Der Verwaltungsgerichtshof hat durch den Vorsitzenden Senatspräsident Dr. Kno11 und die Hofräte Dr. Leibrecht , Dr. Schima , Dr. Hoffmann und DDr. Hauer als Richter, im Beisein der Schriftführerin Dr. Korsche, über die Beschwerde des Bundesministers für Land und Forstwirtschaft in Wien gegen den Bescheid der Bezirkshauptmannschaft St. Johann/Pongau vom 20. April 1976, Zl. VII2468/2IV/76, betreffend die Erteilung einer Rodungsbewilligung (mitbeteiligte Parteien: P und E R in P), zu Recht erkannt:

Spruch

Der angefochtene Bescheid wird wegen Rechtswidrigkeit seines Inhaltes aufgehoben.

Begründung

Mit Eingabe vom 22. März 1976 beantragten P und E R, die mitbeteiligten Parteien des Verfahrens vor dem Verwaltungsgerichtshof, bei der Bezirkshauptmannschaft St. Johann/Pongau die Erteilung der Rodungsbewilligung für eine Teilfläche von zirka 600 m2 aus den Waldparzellen Nr. 296/1 und 296/2 der Katastralgemeinde G. Begründet wurde dieser Antrag damit, dass mit der Errichtung eines Wohnhauses in Kürze begonnen werden soll. Bei der durchgeführten Verhandlung am 13. April 1976 wurde festgestellt, dass das Grundstück 296/2 unbestockte Weide und daher nicht in die Rodungsbewilligung einzubeziehen sei. Die Rodefläche liege im Südteil des Grundstückes 296/1 auf einem mäßig geneigten Südwesthang in Hofnähe des X-Gutes.

Die Fläche sei zur Zeit mit Fichten und Tannen der IV. Alterklasse bestockt. Die Rodefläche sei weder Schutz- noch Bannwald. Der nachbarliche Wald auf dem Grundstück 333/1 liege im Osten der Rodefläche, es erscheine aber eine besondere Windgefährdung nicht gegeben, da der sturzgefährliche Wind von Norden einfalle. Beim X-Gut befänden sich zirka 525 ha Wald im Besitzstand, sodass der geringe Abgang die Holzversorgung des Gutes nicht schmälere. Servitutsbelastung liege keine vor. Die Störung in der Landeskultur sei nur vorübergehend, bzw. während der Bauzeit. Die klimatischen Verhältnisse würden infolge des geringen Ausmaßes der Rodefläche nicht negativ beeinflusst. Der Wasserhaushalt im Boden werde durch diese Rodung nicht geändert, sodass von der Vorschreibung einer Ersatzaufforstung abgesehen werden könne. Die zu rodende Fläche werde im Süden von der Bauparzelle des K, im Westen von einer eigenen Weidefläche, im Norden von einer ungesicherten Kultur und im Osten von einer Waldparzelle begrenzt. Für die Umwandlung in Bauland sei eine Ausnahmegenehmigung der Landesregierung erforderlich. Der Antrag des Grundbesitzers sei von der Gemeinde P positiv erledigt worden. Für die Ausnahmegenehmigung durch die Landesregierung sei wiederum die Rodungsbewilligung Voraussetzung. Vom forsttechnischen Standpunkt könne die Bewilligung bei Erfüllung von Auflagen und Bedingungen erteilt werden. (Es folgen sodann Auflagen betreffend die Rodungsgrenzen, die Anlegung von Böschungen und die Gültigkeitsdauer der Bewilligung).

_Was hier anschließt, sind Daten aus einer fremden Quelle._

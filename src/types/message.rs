use chrono::{DateTime, Utc};
use serde::{Deserialize, Serialize};
use uuid::Uuid;

pub const CONTENT_TYPE_JSON: &str = "application/json";

/// 待发送的传输层消息
#[derive(Debug, Clone, PartialEq)]
pub struct OutboundMessage {
    /// 传输层消息ID,与订单消息的 messageId 相同
    pub message_id: Uuid,
    pub content_type: String,
    pub body: String,
}

impl OutboundMessage {
    pub fn json(message_id: Uuid, body: String) -> Self {
        Self {
            message_id,
            content_type: CONTENT_TYPE_JSON.to_string(),
            body,
        }
    }
}

/// 队列中实际存储的信封
#[derive(Debug, Clone, PartialEq, Serialize, Deserialize)]
pub struct QueueEnvelope {
    pub message_id: Uuid,
    pub content_type: String,
    pub body: String,
    pub enqueued_at: DateTime<Utc>,
    /// 已投递次数,首次投递时为 1
    #[serde(default)]
    pub delivery_count: u32,
}

impl QueueEnvelope {
    pub fn new(msg: OutboundMessage) -> Self {
        Self {
            message_id: msg.message_id,
            content_type: msg.content_type,
            body: msg.body,
            enqueued_at: Utc::now(),
            delivery_count: 0,
        }
    }
}

/// 死信记录
#[derive(Debug, Clone, PartialEq, Serialize, Deserialize)]
pub struct DeadLetter {
    pub envelope: QueueEnvelope,
    pub reason: String,
    pub description: String,
    pub dead_lettered_at: DateTime<Utc>,
}

/// 消费端收到的一次投递
#[derive(Debug, Clone)]
pub struct Delivery {
    pub envelope: QueueEnvelope,
    /// 结算(complete/dead-letter)时使用的凭据,由传输层解释
    pub receipt: String,
}

impl Delivery {
    pub fn message_id(&self) -> Uuid {
        self.envelope.message_id
    }

    pub fn body(&self) -> &str {
        &self.envelope.body
    }

    pub fn delivery_count(&self) -> u32 {
        self.envelope.delivery_count
    }
}

/// 消费端对一次投递的结算结果
#[derive(Debug, Clone, PartialEq, Eq)]
pub enum Disposition {
    Complete,
    DeadLetter { reason: String, description: String },
}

Die Gemeinde P gab mit Schriftsatz vom 14. April 1976 bekannt, dass die Grundparzelle 296/1 im Flächenwidmungsplan der Gemeinde als forstwirtschaftlich genutzte Fläche ausgewiesen sei. Es bedürfe daher für die Umwidmung zum Bauland einer Ausnahmegenehmigung, für die die Rodungsbewilligung Voraussetzung sei. Die Gemeinde erhebe zum Antrag auf Umwidmung eines Teiles des Grundstückes 296/1 in Bauland keinen Einwand und nehme die damit verbundene Rodungsbewilligung zustimmend zur Kenntnis.

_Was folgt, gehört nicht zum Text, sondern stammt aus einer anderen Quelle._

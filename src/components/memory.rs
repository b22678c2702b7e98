use crate::components::{QueueReceiver, QueueSender};
use crate::types::{
    DeadLetter, Delivery, OutboundMessage, QueueEnvelope, TransportDescriptor, TransportError,
};
use async_trait::async_trait;
use chrono::Utc;
use std::collections::{HashMap, VecDeque};
use std::sync::atomic::{AtomicBool, AtomicU64, Ordering};
use std::time::Duration;
use tokio::sync::{Mutex, Notify};
use tokio::time::Instant;
use tracing::debug;
use uuid::Uuid;

/// 进程内队列,语义与 Redis 队列一致,用于测试和单进程运行
#[derive(Debug)]
pub struct MemoryQueue {
    name: String,
    max_message_bytes: usize,
    state: Mutex<QueueState>,
    notify: Notify,
    available: AtomicBool,
    stats: QueueStats,
}

#[derive(Debug, Default)]
struct QueueState {
    ready: VecDeque<QueueEnvelope>,
    in_flight: HashMap<String, QueueEnvelope>,
    dead_letters: Vec<DeadLetter>,
}

/// 队列计数器
#[derive(Debug, Default)]
pub struct QueueStats {
    enqueued_total: AtomicU64,
    dequeued_total: AtomicU64,
    dead_lettered_total: AtomicU64,
}

impl QueueStats {
    pub fn enqueued_total(&self) -> u64 {
        self.enqueued_total.load(Ordering::SeqCst)
    }

    pub fn dequeued_total(&self) -> u64 {
        self.dequeued_total.load(Ordering::SeqCst)
    }

    pub fn dead_lettered_total(&self) -> u64 {
        self.dead_lettered_total.load(Ordering::SeqCst)
    }
}

impl MemoryQueue {
    pub fn new(name: impl Into<String>) -> Self {
        Self {
            name: name.into(),
            max_message_bytes: usize::MAX,
            state: Mutex::new(QueueState::default()),
            notify: Notify::new(),
            available: AtomicBool::new(true),
            stats: QueueStats::default(),
        }
    }

    pub fn with_max_message_bytes(mut self, limit: usize) -> Self {
        self.max_message_bytes = limit;
        self
    }

    /// 模拟队列服务宕机/恢复
    pub fn set_available(&self, available: bool) {
        self.available.store(available, Ordering::SeqCst);
    }

    pub fn stats(&self) -> &QueueStats {
        &self.stats
    }

    /// 待投递消息数
    pub async fn len(&self) -> usize {
        self.state.lock().await.ready.len()
    }

    pub async fn is_empty(&self) -> bool {
        self.len().await == 0
    }

    pub async fn in_flight_len(&self) -> usize {
        self.state.lock().await.in_flight.len()
    }

    /// 按投递顺序返回待投递消息的快照
    pub async fn snapshot(&self) -> Vec<QueueEnvelope> {
        self.state.lock().await.ready.iter().cloned().collect()
    }

    pub async fn dead_letters(&self) -> Vec<DeadLetter> {
        self.state.lock().await.dead_letters.clone()
    }

    fn ensure_available(&self) -> Result<(), TransportError> {
        if self.available.load(Ordering::SeqCst) {
            Ok(())
        } else {
            Err(TransportError::Unavailable(format!(
                "内存队列 {} 当前不可用",
                self.name
            )))
        }
    }

    async fn try_take(&self) -> Option<Delivery> {
        let mut state = self.state.lock().await;
        let mut envelope = state.ready.pop_front()?;
        envelope.delivery_count += 1;

        let receipt = Uuid::new_v4().to_string();
        state.in_flight.insert(receipt.clone(), envelope.clone());
        self.stats.dequeued_total.fetch_add(1, Ordering::SeqCst);

        Some(Delivery { envelope, receipt })
    }

    async fn settle(&self, delivery: &Delivery) -> Result<QueueEnvelope, TransportError> {
        self.state
            .lock()
            .await
            .in_flight
            .remove(&delivery.receipt)
            .ok_or_else(|| {
                TransportError::Other(format!(
                    "消息 {} 不在处理中,可能已被结算",
                    delivery.message_id()
                ))
            })
    }
}

#[async_trait]
impl QueueSender for MemoryQueue {
    fn queue_name(&self) -> &str {
        &self.name
    }

    fn descriptor(&self) -> TransportDescriptor {
        TransportDescriptor {
            transport: "memory".to_string(),
            queue_name: self.name.clone(),
        }
    }

    async fn send(&self, msg: OutboundMessage) -> Result<(), TransportError> {
        self.ensure_available()?;
        if msg.body.len() > self.max_message_bytes {
            return Err(TransportError::MessageSizeExceeded {
                size: msg.body.len(),
                limit: self.max_message_bytes,
            });
        }

        let envelope = QueueEnvelope::new(msg);
        debug!("内存队列 {} 入队消息 {}", self.name, envelope.message_id);
        self.state.lock().await.ready.push_back(envelope);
        self.stats.enqueued_total.fetch_add(1, Ordering::SeqCst);
        self.notify.notify_one();
        Ok(())
    }
}

#[async_trait]
impl QueueReceiver for MemoryQueue {
    async fn recover(&self) -> Result<usize, TransportError> {
        self.ensure_available()?;
        let mut state = self.state.lock().await;
        let orphaned: Vec<QueueEnvelope> = state.in_flight.drain().map(|(_, env)| env).collect();
        let count = orphaned.len();
        for envelope in orphaned {
            state.ready.push_front(envelope);
        }
        if count > 0 {
            self.notify.notify_one();
        }
        Ok(count)
    }

    async fn receive(&self, wait: Duration) -> Result<Option<Delivery>, TransportError> {
        let deadline = Instant::now() + wait;
        loop {
            self.ensure_available()?;
            if let Some(delivery) = self.try_take().await {
                return Ok(Some(delivery));
            }

            let now = Instant::now();
            if now >= deadline {
                return Ok(None);
            }
            // 被唤醒后重新检查,其它消费者可能已取走消息
            let _ = tokio::time::timeout(deadline - now, self.notify.notified()).await;
        }
    }

    async fn complete(&self, delivery: &Delivery) -> Result<(), TransportError> {
        self.ensure_available()?;
        self.settle(delivery).await.map(|_| ())
    }

    async fn dead_letter(
        &self,
        delivery: &Delivery,
        reason: &str,
        description: &str,
    ) -> Result<(), TransportError> {
        self.ensure_available()?;
        let envelope = self.settle(delivery).await?;
        self.state.lock().await.dead_letters.push(DeadLetter {
            envelope,
            reason: reason.to_string(),
            description: description.to_string(),
            dead_lettered_at: Utc::now(),
        });
        self.stats.dead_lettered_total.fetch_add(1, Ordering::SeqCst);
        Ok(())
    }
}

#[cfg(test)]
mod tests {
    use super::*;
    use std::sync::Arc;
    use tokio_test::{assert_err, assert_ok};

    fn outbound(body: &str) -> OutboundMessage {
        OutboundMessage::json(Uuid::new_v4(), body.to_string())
    }

    #[tokio::test]
    async fn delivers_in_fifo_order() {
        let queue = MemoryQueue::new("orders");
        assert_ok!(queue.send(outbound("1")).await);
        assert_ok!(queue.send(outbound("2")).await);

        let first = queue.receive(Duration::ZERO).await.unwrap().unwrap();
        let second = queue.receive(Duration::ZERO).await.unwrap().unwrap();

        assert_eq!(first.body(), "1");
        assert_eq!(second.body(), "2");
        assert_eq!(first.delivery_count(), 1);
        assert_eq!(queue.stats().enqueued_total(), 2);
        assert_eq!(queue.stats().dequeued_total(), 2);
    }

    #[tokio::test]
    async fn receive_times_out_on_empty_queue() {
        let queue = MemoryQueue::new("orders");
        let got = queue.receive(Duration::from_millis(20)).await.unwrap();
        assert!(got.is_none());
    }

    #[tokio::test]
    async fn waiting_receiver_is_woken_by_send() {
        let queue = Arc::new(MemoryQueue::new("orders"));
        let receiver = queue.clone();
        let handle =
            tokio::spawn(async move { receiver.receive(Duration::from_secs(5)).await });

        tokio::time::sleep(Duration::from_millis(20)).await;
        queue.send(outbound("late")).await.unwrap();

        let delivery = handle.await.unwrap().unwrap().unwrap();
        assert_eq!(delivery.body(), "late");
    }

    #[tokio::test]
    async fn unavailable_queue_rejects_send() {
        let queue = MemoryQueue::new("orders");
        queue.set_available(false);

        let err = queue.send(outbound("x")).await.unwrap_err();
        assert!(matches!(err, TransportError::Unavailable(_)));
        assert!(queue.is_empty().await);
    }

    #[tokio::test]
    async fn oversized_message_is_rejected() {
        let queue = MemoryQueue::new("orders").with_max_message_bytes(4);
        let err = queue.send(outbound("12345")).await.unwrap_err();
        assert_eq!(err, TransportError::MessageSizeExceeded { size: 5, limit: 4 });
    }

    #[tokio::test]
    async fn complete_and_dead_letter_settle_once() {
        let queue = MemoryQueue::new("orders");
        queue.send(outbound("a")).await.unwrap();
        queue.send(outbound("b")).await.unwrap();

        let a = queue.receive(Duration::ZERO).await.unwrap().unwrap();
        let b = queue.receive(Duration::ZERO).await.unwrap().unwrap();
        assert_eq!(queue.in_flight_len().await, 2);

        queue.complete(&a).await.unwrap();
        queue.dead_letter(&b, "MalformedMessage", "bad json").await.unwrap();

        assert_err!(queue.complete(&a).await);
        assert_eq!(queue.in_flight_len().await, 0);

        let dead = queue.dead_letters().await;
        assert_eq!(dead.len(), 1);
        assert_eq!(dead[0].reason, "MalformedMessage");
        assert_eq!(dead[0].envelope.body, "b");
    }

    #[tokio::test]
    async fn recover_requeues_in_flight_messages() {
        let queue = MemoryQueue::new("orders");
        queue.send(outbound("a")).await.unwrap();
        let _lost = queue.receive(Duration::ZERO).await.unwrap().unwrap();

        assert_eq!(queue.recover().await.unwrap(), 1);
        let again = queue.receive(Duration::ZERO).await.unwrap().unwrap();
        assert_eq!(again.body(), "a");
        assert_eq!(again.delivery_count(), 2);
    }
}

Mit dem nunmehr in Beschwerde gezogenen Bescheid vom 20. April 1976 erteilte die Bezirkshauptmannschaft St. Johann/Pongau gemäß §§ 17, 18 und 19 des Forstgesetzes 1975 die Rodungsbewilligung. In der Begründung des Bescheides wurde ausgeführt, der Rodungszweck sei die Errichtung eines Wohnhauses auf der Rodefläche und es könne somit das gegenständliche Rodungsvorhaben als im öffentlichen Interesse gelegen bezeichnet werden. Die Grundparzelle 296/1 sei im Flächenwidmungsplan der Gemeinde P als forstwirtschaftlich genutzte Fläche ausgewiesen und es bedürfe daher für die Umwidmung in Bauland einer Ausnahmegenehmigung. Die Rodungsgenehmigung sei hiefür Voraussetzung. Bei Einhaltung der im Spruch aufgenommenen Vorschreibungen, bestehe gegen die Rodung forsttechnisch kein Hinderungsgrund und es sei somit spruchgemäß zu entscheiden gewesen.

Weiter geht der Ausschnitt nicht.